» About this task: Give again, word for word, each line below starting at the one that contains "a maximized window." and ending at the one that contains "remembered pixel value.".

» Supplied information:

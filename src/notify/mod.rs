//! Desktop notifications for period transitions.
//!
//! Sends an OS toast when a period ends. When no notification daemon is
//! reachable the notifier degrades to the terminal bell rather than
//! aborting the countdown.

use std::io::Write;

use notify_rust::Notification;

use crate::timer::{Period, TimerEvent, TimerObserver};

/// Application name shown in notification headers.
const APP_NAME: &str = "twenty";

/// Sends a desktop notification at each period boundary.
pub struct DesktopNotifier {
    enabled: bool,
}

impl DesktopNotifier {
    /// Create a notifier. When `enabled` is false only the terminal
    /// bell is used.
    #[must_use]
    pub const fn new(enabled: bool) -> Self {
        Self { enabled }
    }

    /// Announce that a period has finished.
    pub fn period_ended(&self, finished: Period) {
        if !self.enabled {
            bell();
            return;
        }

        let body = match finished {
            Period::Focus => "Time for a break. Look at something 20 feet away.",
            Period::Break => "Break over. Back to focus.",
        };

        let sent = Notification::new()
            .summary(APP_NAME)
            .body(body)
            .appname(APP_NAME)
            .show();

        if sent.is_err() {
            bell();
        }
    }
}

impl Default for DesktopNotifier {
    fn default() -> Self {
        Self::new(true)
    }
}

impl TimerObserver for DesktopNotifier {
    fn on_event(&mut self, event: &TimerEvent) {
        if let TimerEvent::PeriodEnded { finished, .. } = event {
            self.period_ended(*finished);
        }
    }
}

/// Ring the terminal bell.
fn bell() {
    print!("\x07");
    std::io::stdout().flush().ok();
}
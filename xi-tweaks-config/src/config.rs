//! Settings management for the tweaks plugin.
//!
//! This module provides settings loading, saving, and default values.
//! The on-disk format is a TOML file holding a single `[tweaks]` table of
//! scalar keys plus two parallel integer arrays for the column-marker list.

use std::fs;
use std::path::{Path, PathBuf};

use anyhow::Result;
use serde::{Deserialize, Serialize};

use crate::defaults;
use crate::error::ConfigError;

/// Name of the settings file inside [`Config::config_dir`].
pub const CONFIG_FILE_NAME: &str = "xi-tweaks.conf";

/// One vertical guide line on the editing surface.
#[derive(Debug, Clone, Copy, PartialEq, Eq, Serialize, Deserialize)]
pub struct ColumnMarker {
    /// Column the guide line is drawn at.
    pub column: i32,
    /// Line color, BGR byte order.
    pub color: u32,
}

/// Settings for the tweaks plugin.
#[derive(Debug, Clone, PartialEq, Serialize, Deserialize)]
pub struct Config {
    // ========================================================================
    // Focus highlighting
    // ========================================================================
    /// Highlight the focused sidebar tab.
    #[serde(default = "defaults::bool_false")]
    pub sidebar_focus_enabled: bool,

    /// Extend focus highlighting to all tracked containers
    /// (editor, sidebar, and message window), not just the sidebar.
    #[serde(default = "defaults::bool_false")]
    pub notebook_focus_enabled: bool,

    /// Render the focused tab label in bold.
    #[serde(default = "defaults::bool_false")]
    pub sidebar_focus_bold: bool,

    /// Accent color for the focused tab label, as an inline-markup color
    /// (a name like "green" or a "#rrggbb" value). Empty disables the tint.
    #[serde(default = "defaults::sidebar_focus_color")]
    pub sidebar_focus_color: String,

    // ========================================================================
    // Sidebar splitter position
    // ========================================================================
    /// Restore the splitter divider to a remembered position.
    #[serde(default = "defaults::bool_true")]
    pub sidebar_save_size_enabled: bool,

    /// Keep updating the remembered position while the user drags the divider.
    #[serde(default = "defaults::bool_true")]
    pub sidebar_save_size_update: bool,

    /// Remembered divider position for a normal (unmaximized) window.
    #[serde(default)]
    pub sidebar_save_size_normal: i32,

    /// Remembered divider position for a maximized window.
    #[serde(default)]
    pub sidebar_save_size_maximized: i32,

    /// Derive the divider position from the rendered width of a reference
    /// string instead of a remembered pixel value.
    #[serde(default = "defaults::bool_false")]
    pub sidebar_auto_size_enabled: bool,

    /// Reference-string length (characters) for the normal window state.
    #[serde(default = "defaults::auto_size_normal")]
    pub sidebar_auto_size_normal: i32,

    /// Reference-string length (characters) for the maximized window state.
    #[serde(default = "defaults::auto_size_maximized")]
    pub sidebar_auto_size_maximized: i32,

    // ========================================================================
    // Menu bar
    // ========================================================================
    /// Hide the menu bar while the plugin initializes.
    #[serde(default = "defaults::bool_false")]
    pub menubar_hide_on_start: bool,

    /// Restore the menu bar to its recorded visibility on startup.
    #[serde(default = "defaults::bool_false")]
    pub menubar_restore_state: bool,

    /// Menu bar visibility recorded at the last settings save.
    #[serde(default = "defaults::bool_true")]
    pub menubar_previous_state: bool,

    // ========================================================================
    // Column markers
    // ========================================================================
    /// Draw vertical guide lines on the editing surface.
    #[serde(default = "defaults::bool_true")]
    pub column_marker_enabled: bool,

    /// Guide-line columns; index i pairs with index i of
    /// [`Config::column_marker_colors`].
    #[serde(default = "defaults::column_marker_columns")]
    pub column_marker_columns: Vec<i32>,

    /// Guide-line colors (BGR), parallel to [`Config::column_marker_columns`].
    #[serde(default = "defaults::column_marker_colors")]
    pub column_marker_colors: Vec<u32>,
}

impl Default for Config {
    fn default() -> Self {
        Self {
            sidebar_focus_enabled: defaults::bool_false(),
            notebook_focus_enabled: defaults::bool_false(),
            sidebar_focus_bold: defaults::bool_false(),
            sidebar_focus_color: defaults::sidebar_focus_color(),
            sidebar_save_size_enabled: defaults::bool_true(),
            sidebar_save_size_update: defaults::bool_true(),
            sidebar_save_size_normal: 0,
            sidebar_save_size_maximized: 0,
            sidebar_auto_size_enabled: defaults::bool_false(),
            sidebar_auto_size_normal: defaults::auto_size_normal(),
            sidebar_auto_size_maximized: defaults::auto_size_maximized(),
            menubar_hide_on_start: defaults::bool_false(),
            menubar_restore_state: defaults::bool_false(),
            menubar_previous_state: defaults::bool_true(),
            column_marker_enabled: defaults::bool_true(),
            column_marker_columns: defaults::column_marker_columns(),
            column_marker_colors: defaults::column_marker_colors(),
        }
    }
}

/// On-disk wrapper giving the file its single named `[tweaks]` group.
#[derive(Debug, Default, Serialize, Deserialize)]
struct ConfigFile {
    #[serde(default)]
    tweaks: Config,
}

impl Config {
    /// Create settings with default values.
    pub fn new() -> Self {
        Self::default()
    }

    /// Load settings from the default location, creating a default file on
    /// first run.
    pub fn load() -> Result<Self> {
        Self::load_from(&Self::config_path())
    }

    /// Load settings from an explicit path.
    ///
    /// A missing file is not an error: defaults are written out and
    /// returned, matching first-run behavior.
    pub fn load_from(path: &Path) -> Result<Self> {
        if path.exists() {
            log::info!("Loading settings from {:?}", path);
            let contents = fs::read_to_string(path).map_err(ConfigError::Io)?;
            let file: ConfigFile = toml::from_str(&contents).map_err(ConfigError::Parse)?;
            let mut config = file.tweaks;
            config.sanitize();
            Ok(config)
        } else {
            log::info!("Settings file not found, creating default at {:?}", path);
            let config = Self::default();
            config.save_to(path)?;
            Ok(config)
        }
    }

    /// Save settings to the default location.
    pub fn save(&self) -> Result<()> {
        self.save_to(&Self::config_path())
    }

    /// Save settings to an explicit path, creating parent directories.
    pub fn save_to(&self, path: &Path) -> Result<()> {
        if let Some(parent) = path.parent() {
            fs::create_dir_all(parent).map_err(ConfigError::Io)?;
        }
        let file = ConfigFile {
            tweaks: self.clone(),
        };
        let contents = toml::to_string_pretty(&file).map_err(ConfigError::Serialize)?;
        fs::write(path, contents).map_err(ConfigError::Io)?;
        log::info!("Saved settings to {:?}", path);
        Ok(())
    }

    /// Replace the file at `path` with a freshly generated default file and
    /// return the defaults.
    pub fn reset_at(path: &Path) -> Result<Self> {
        let config = Self::default();
        config.save_to(path)?;
        Ok(config)
    }

    /// Path of the settings file: `<config dir>/xi-tweaks/xi-tweaks.conf`.
    pub fn config_path() -> PathBuf {
        Self::config_dir().join(CONFIG_FILE_NAME)
    }

    /// Directory holding the settings file.
    pub fn config_dir() -> PathBuf {
        dirs::config_dir()
            .unwrap_or_else(|| PathBuf::from("."))
            .join("xi-tweaks")
    }

    /// Whether any focus-highlight scope is switched on.
    pub fn focus_highlight_enabled(&self) -> bool {
        self.sidebar_focus_enabled || self.notebook_focus_enabled
    }

    /// The configured guide lines as (column, color) pairs.
    pub fn column_markers(&self) -> Vec<ColumnMarker> {
        self.column_marker_columns
            .iter()
            .zip(self.column_marker_colors.iter())
            .map(|(&column, &color)| ColumnMarker { column, color })
            .collect()
    }

    /// Replace the guide-line list.
    pub fn set_column_markers(&mut self, markers: &[ColumnMarker]) {
        self.column_marker_columns = markers.iter().map(|m| m.column).collect();
        self.column_marker_colors = markers.iter().map(|m| m.color).collect();
    }

    /// Repair values a hand-edited file may have left inconsistent.
    ///
    /// Pixel positions and reference lengths are clamped at zero; the two
    /// column-marker arrays must be the same length or both are discarded
    /// in favor of the built-in set.
    fn sanitize(&mut self) {
        self.sidebar_save_size_normal = self.sidebar_save_size_normal.max(0);
        self.sidebar_save_size_maximized = self.sidebar_save_size_maximized.max(0);
        self.sidebar_auto_size_normal = self.sidebar_auto_size_normal.max(0);
        self.sidebar_auto_size_maximized = self.sidebar_auto_size_maximized.max(0);

        if self.column_marker_columns.len() != self.column_marker_colors.len() {
            log::warn!(
                "column marker lists disagree ({} columns, {} colors); using built-in set",
                self.column_marker_columns.len(),
                self.column_marker_colors.len()
            );
            self.column_marker_columns = defaults::column_marker_columns();
            self.column_marker_colors = defaults::column_marker_colors();
        }
    }
}
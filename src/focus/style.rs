//! Tab label markup helpers.
//!
//! The highlight pass styles the focused tab by wrapping its label in
//! simple inline markup, and restores the plain text when the tab loses
//! focus. Only the wrappers produced here are ever stripped, so labels
//! that legitimately contain angle brackets pass through untouched.

/// Wrap a plain label in the configured bold/color markup.
pub(crate) fn focused_markup(label: &str, bold: bool, color: Option<&str>) -> String {
    let mut markup = label.to_string();
    if bold {
        markup = format!("<b>{markup}</b>");
    }
    if let Some(color) = color {
        markup = format!("<span color=\"{color}\">{markup}</span>");
    }
    markup
}

/// Undo [`focused_markup`]: peel any `<span ...>` and `<b>` wrappers.
pub(crate) fn strip_markup(label: &str) -> String {
    let mut text = label;
    loop {
        if let Some(inner) = text
            .strip_prefix("<b>")
            .and_then(|rest| rest.strip_suffix("</b>"))
        {
            text = inner;
            continue;
        }
        if text.starts_with("<span ") {
            if let Some(close) = text.find('>') {
                if let Some(inner) = text[close + 1..].strip_suffix("</span>") {
                    text = inner;
                    continue;
                }
            }
        }
        break;
    }
    text.to_string()
}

» Exercise result:
    /// Remembered divider position for a maximized window.
    #[serde(default)]
    pub sidebar_save_size_maximized: i32,

    /// Derive the divider position from the rendered width of a reference
    /// string instead of a remembered pixel value.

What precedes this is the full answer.